Corte Carezzabella to nie tylko winiarnia i gospodarstwo rolne, ale i dysponująca szesnastoma pokojami i basenem agroturystyka. Oprócz wina goście mogą kupić lokalne wyroby: soki, konfitury, kompoty czy sosy pomidorowe.
Zjazd z autostrady
Na kolację pod turchettę była perliczka. Wcześniej jednak próbowaliśmy miejscowych win białych: oryginalnego Brillo, kupażu trebbiano romagnolo z pinot grigio, nieco naturalizującego, oryginalnego Temetum, czyli tym razem manzoni z pinot grigio, wreszcie ultrapijalnego, aromatycznego, czystego Manzoni, częściowo dojrzewającego w beczce. Towarzyszyło im risotto z… lodami cukiniowymi, które polubiło się bardzo, zwłaszcza z ostatnim z win. Przypomniałem sobie, że Herbert porównał wyrastającą pod Rovigo pojedynczą w płaskim krajobrazie górę przeciętą czerwonym kamieniołomem do świątecznej szynki obłożonej jarmużem. Jak i dla poety, tak i dla mnie
[…] było to miasto z krwi i kamienia – takie jak inne / miasto w którym ktoś wczoraj umarł ktoś oszalał / ktoś całą noc beznadziejnie kaszlał
Kiedyś zredukowane do pomarańczowego koktajlu na placu Garibaldiego – jak dla Herberta, do stacji do przecinka – od styczniowego mglistego wieczoru kojarzy mi się z turchettą, manzoni, vini di sabbia, winami z piasku.
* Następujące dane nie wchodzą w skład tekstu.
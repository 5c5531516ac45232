use criterion::{criterion_group, criterion_main, BenchmarkId, Criterion};
use rand::prelude::*;
use simlayout::reduce::{Algorithm, LayoutReducer, TsneParams};
use simlayout::{store, Dataset, DocumentRecord};

const DIMENSIONS: usize = 384; // Width of the synthetic embeddings
const SIZES: [usize; 3] = [50, 200, 500]; // Records per dataset

fn configure_criterion() -> Criterion {
    Criterion::default()
        .sample_size(10)
        .measurement_time(std::time::Duration::from_secs(30))
        .warm_up_time(std::time::Duration::from_secs(3))
        .configure_from_args()
}

fn synthetic_dataset(records: usize) -> Dataset {
    let mut rng = StdRng::seed_from_u64(7);
    let rows = (0..records)
        .map(|i| {
            let vector = (0..DIMENSIONS).map(|_| rng.gen_range(-1.0..1.0)).collect();
            DocumentRecord::new(format!("notes/{}.md", i), vector)
        })
        .collect();
    Dataset::new(rows).unwrap()
}

fn store_round_trip(c: &mut Criterion) {
    let dataset = synthetic_dataset(500);
    let text = store::serialize_dataset(&dataset).unwrap();

    c.bench_function("serialize 500 records", |b| {
        b.iter(|| store::serialize_dataset(&dataset).unwrap())
    });
    c.bench_function("deserialize 500 records", |b| {
        b.iter(|| store::deserialize_str(&text).unwrap())
    });
}

fn layouts(c: &mut Criterion) {
    let mut group = c.benchmark_group("layout");
    for &size in SIZES.iter() {
        let dataset = synthetic_dataset(size);

        group.bench_with_input(BenchmarkId::new("pca", size), &dataset, |b, dataset| {
            let reducer = LayoutReducer::new(Algorithm::LinearProjection);
            b.iter(|| reducer.reduce(dataset).unwrap())
        });

        group.bench_with_input(BenchmarkId::new("tsne", size), &dataset, |b, dataset| {
            let reducer = LayoutReducer::new(Algorithm::StochasticNeighborEmbedding(TsneParams {
                seed: Some(42),
                iterations: 300,
                ..TsneParams::default()
            }));
            b.iter(|| reducer.reduce(dataset).unwrap())
        });
    }
    group.finish();
}

criterion_group! {
    name = benches;
    config = configure_criterion();
    targets = store_round_trip, layouts
}
criterion_main!(benches);
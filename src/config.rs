use anyhow::{Context, Result};
use config::{Config, ConfigError, Environment, File as ConfigFile};
use serde::Deserialize;

use crate::reduce::{Algorithm, AlgorithmKind, TsneInit, TsneParams};

pub type Number = f64;

pub const EPSILON: Number = 1e-12;

/// Multiplier applied to every reduced coordinate before it is emitted.
pub const DEFAULT_SCALE: Number = 100.0;
/// Width of vectors produced by the hashing encoder.
pub const DEFAULT_DIMENSIONS: usize = 768;

const CONFIG_FILE: &str = "simlayout_config";
const ENV_PREFIX: &str = "SIMLAYOUT";

#[derive(Deserialize)]
pub struct LayoutConfig {
    pub embeddings_path: Option<String>,
    pub algorithm: Option<String>,
    pub perplexity: Option<Number>,
    pub learning_rate: Option<Number>,
    pub iterations: Option<usize>,
    pub early_exaggeration: Option<Number>,
    pub init: Option<String>,
    pub seed: Option<u64>,
    pub scale: Option<Number>,
    pub dimensions: Option<usize>,
    pub log_level: Option<String>,
}

impl LayoutConfig {
    pub fn try_from(config: &Config) -> Result<Self, ConfigError> {
        Ok(LayoutConfig {
            embeddings_path: config.get("embeddings_path").ok(),
            algorithm: config.get("algorithm").ok(),
            perplexity: config.get("perplexity").ok(),
            learning_rate: config.get("learning_rate").ok(),
            iterations: config.get("iterations").ok(),
            early_exaggeration: config.get("early_exaggeration").ok(),
            init: config.get("init").ok(),
            seed: config.get("seed").ok(),
            scale: config.get("scale").ok(),
            dimensions: config.get("dimensions").ok(),
            log_level: config.get("log_level").ok(),
        })
    }
}

/// Resolved pipeline settings: config file, then environment, then defaults.
#[derive(Debug, Clone)]
pub struct Settings {
    pub embeddings_path: Option<String>,
    pub algorithm: AlgorithmKind,
    pub tsne: TsneParams,
    pub scale: Number,
    pub dimensions: usize,
    pub log_level: String,
}

impl Settings {
    pub fn new() -> Result<Self> {
        let config = Config::builder()
            .add_source(ConfigFile::with_name(CONFIG_FILE).required(false))
            .add_source(Environment::with_prefix(ENV_PREFIX))
            .build()
            .context("Failed to load configuration")?;
        Self::from_config(&config)
    }

    pub fn from_config(config: &Config) -> Result<Self> {
        let raw = LayoutConfig::try_from(config)?;
        let defaults = TsneParams::default();

        let algorithm = match raw.algorithm {
            Some(name) => name
                .parse()
                .with_context(|| format!("Invalid algorithm '{}' in configuration", name))?,
            None => AlgorithmKind::Tsne,
        };

        let init = match raw.init {
            Some(name) => name
                .parse()
                .with_context(|| format!("Invalid t-SNE init '{}' in configuration", name))?,
            None => defaults.init,
        };

        let tsne = TsneParams {
            perplexity: raw.perplexity.unwrap_or(defaults.perplexity),
            learning_rate: raw.learning_rate.unwrap_or(defaults.learning_rate),
            iterations: raw.iterations.unwrap_or(defaults.iterations),
            early_exaggeration: raw
                .early_exaggeration
                .unwrap_or(defaults.early_exaggeration),
            init,
            seed: raw.seed,
        };

        let dimensions = raw.dimensions.unwrap_or(DEFAULT_DIMENSIONS);
        if dimensions == 0 {
            anyhow::bail!("SIMLAYOUT_DIMENSIONS must be at least 1.");
        }

        Ok(Self {
            embeddings_path: raw.embeddings_path,
            algorithm,
            tsne,
            scale: raw.scale.unwrap_or(DEFAULT_SCALE),
            dimensions,
            log_level: raw.log_level.unwrap_or_else(|| "info".to_string()),
        })
    }

    /// Reduction algorithm with its parameters, as selected by these settings.
    pub fn reduction(&self) -> Algorithm {
        match self.algorithm {
            AlgorithmKind::Pca => Algorithm::LinearProjection,
            AlgorithmKind::Tsne => Algorithm::StochasticNeighborEmbedding(self.tsne.clone()),
        }
    }

    pub fn print_config(&self) {
        println!(
            "embeddings_path={}",
            self.embeddings_path.as_deref().unwrap_or("<stdin>")
        );
        println!("algorithm={}", self.algorithm);
        println!("perplexity={}", self.tsne.perplexity);
        println!("learning_rate={}", self.tsne.learning_rate);
        println!("iterations={}", self.tsne.iterations);
        println!("early_exaggeration={}", self.tsne.early_exaggeration);
        println!("init={}", self.tsne.init);
        match self.tsne.seed {
            Some(seed) => println!("seed={}", seed),
            None => println!("seed=<random>"),
        }
        println!("scale={}", self.scale);
        println!("dimensions={}", self.dimensions);
        println!("log_level={}", self.log_level);
    }
}
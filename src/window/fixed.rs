use crate::error::{AlgoError, AlgoResult};

/// Maximum sum over every contiguous window of exactly `window` elements.
///
/// The first window is summed directly; each later window adds the
/// entering element and subtracts the one that falls out, so the scan is
/// O(n) regardless of `window`.
///
/// # Errors
/// [`AlgoError::InvalidArgument`] when `window` is zero or longer than `arr`,
/// [`AlgoError::Overflow`] when the best sum does not fit in an `i64`.
///
/// # Test Cases
/// - max_window_sum([2, 1, 5, 1, 3, 2], 3) = 9
pub fn max_window_sum(arr: &[i64], window: usize) -> AlgoResult<i64> {
    if window == 0 {
        return Err(AlgoError::invalid("window", "must be at least 1"));
    }
    if window > arr.len() {
        return Err(AlgoError::invalid(
            "window",
            format!("{} exceeds sequence length {}", window, arr.len()),
        ));
    }

    let mut sum: i128 = arr[..window].iter().map(|&v| v as i128).sum();
    let mut best = sum;

    for right in window..arr.len() {
        sum += arr[right] as i128 - arr[right - window] as i128;
        best = best.max(sum);
    }

    i64::try_from(best).map_err(|_| AlgoError::Overflow {
        operation: "window sum",
    })
}

#[cfg(test)]
mod tests {
    use super::*;

    #[test]
    fn test_max_window_sum() {
        assert_eq!(max_window_sum(&[2, 1, 5, 1, 3, 2], 3), Ok(9));
        assert_eq!(max_window_sum(&[2, 3, 4, 1, 5], 2), Ok(7));
    }

    #[test]
    fn test_whole_sequence_window() {
        assert_eq!(max_window_sum(&[1, -2, 3], 3), Ok(2));
    }

    #[test]
    fn test_all_negative() {
        assert_eq!(max_window_sum(&[-5, -1, -3, -4], 1), Ok(-1));
        assert_eq!(max_window_sum(&[-5, -1, -3, -4], 2), Ok(-4));
    }

    #[test]
    fn test_invalid_window() {
        assert!(matches!(
            max_window_sum(&[1, 2, 3], 0),
            Err(AlgoError::InvalidArgument { name: "window", .. })
        ));
        assert!(matches!(
            max_window_sum(&[1, 2, 3], 4),
            Err(AlgoError::InvalidArgument { name: "window", .. })
        ));
        assert!(max_window_sum(&[], 1).is_err());
    }

    #[test]
    fn test_overflowing_sum() {
        assert_eq!(
            max_window_sum(&[i64::MAX, i64::MAX], 2),
            Err(AlgoError::Overflow {
                operation: "window sum"
            })
        );
        // A window below i64::MIN does not matter when it is not the best.
        assert_eq!(max_window_sum(&[i64::MIN, -1, 5], 2), Ok(4));
    }
}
Podróżując przez Włochy z północy na południe zjedźcie kiedyś z autostrady A13, zaraz za mostem na Adydze. Wpadnijcie przynajmniej do Rovigo. Może zamiast aperolu dadzą wam na piazza kieliszek turchetty. A jeszcze lepiej – zadajcie sobie trud, by dotrzeć kawałek dalej, do San Martino, do Corte Carezzabella. Tam mają ją na pewno.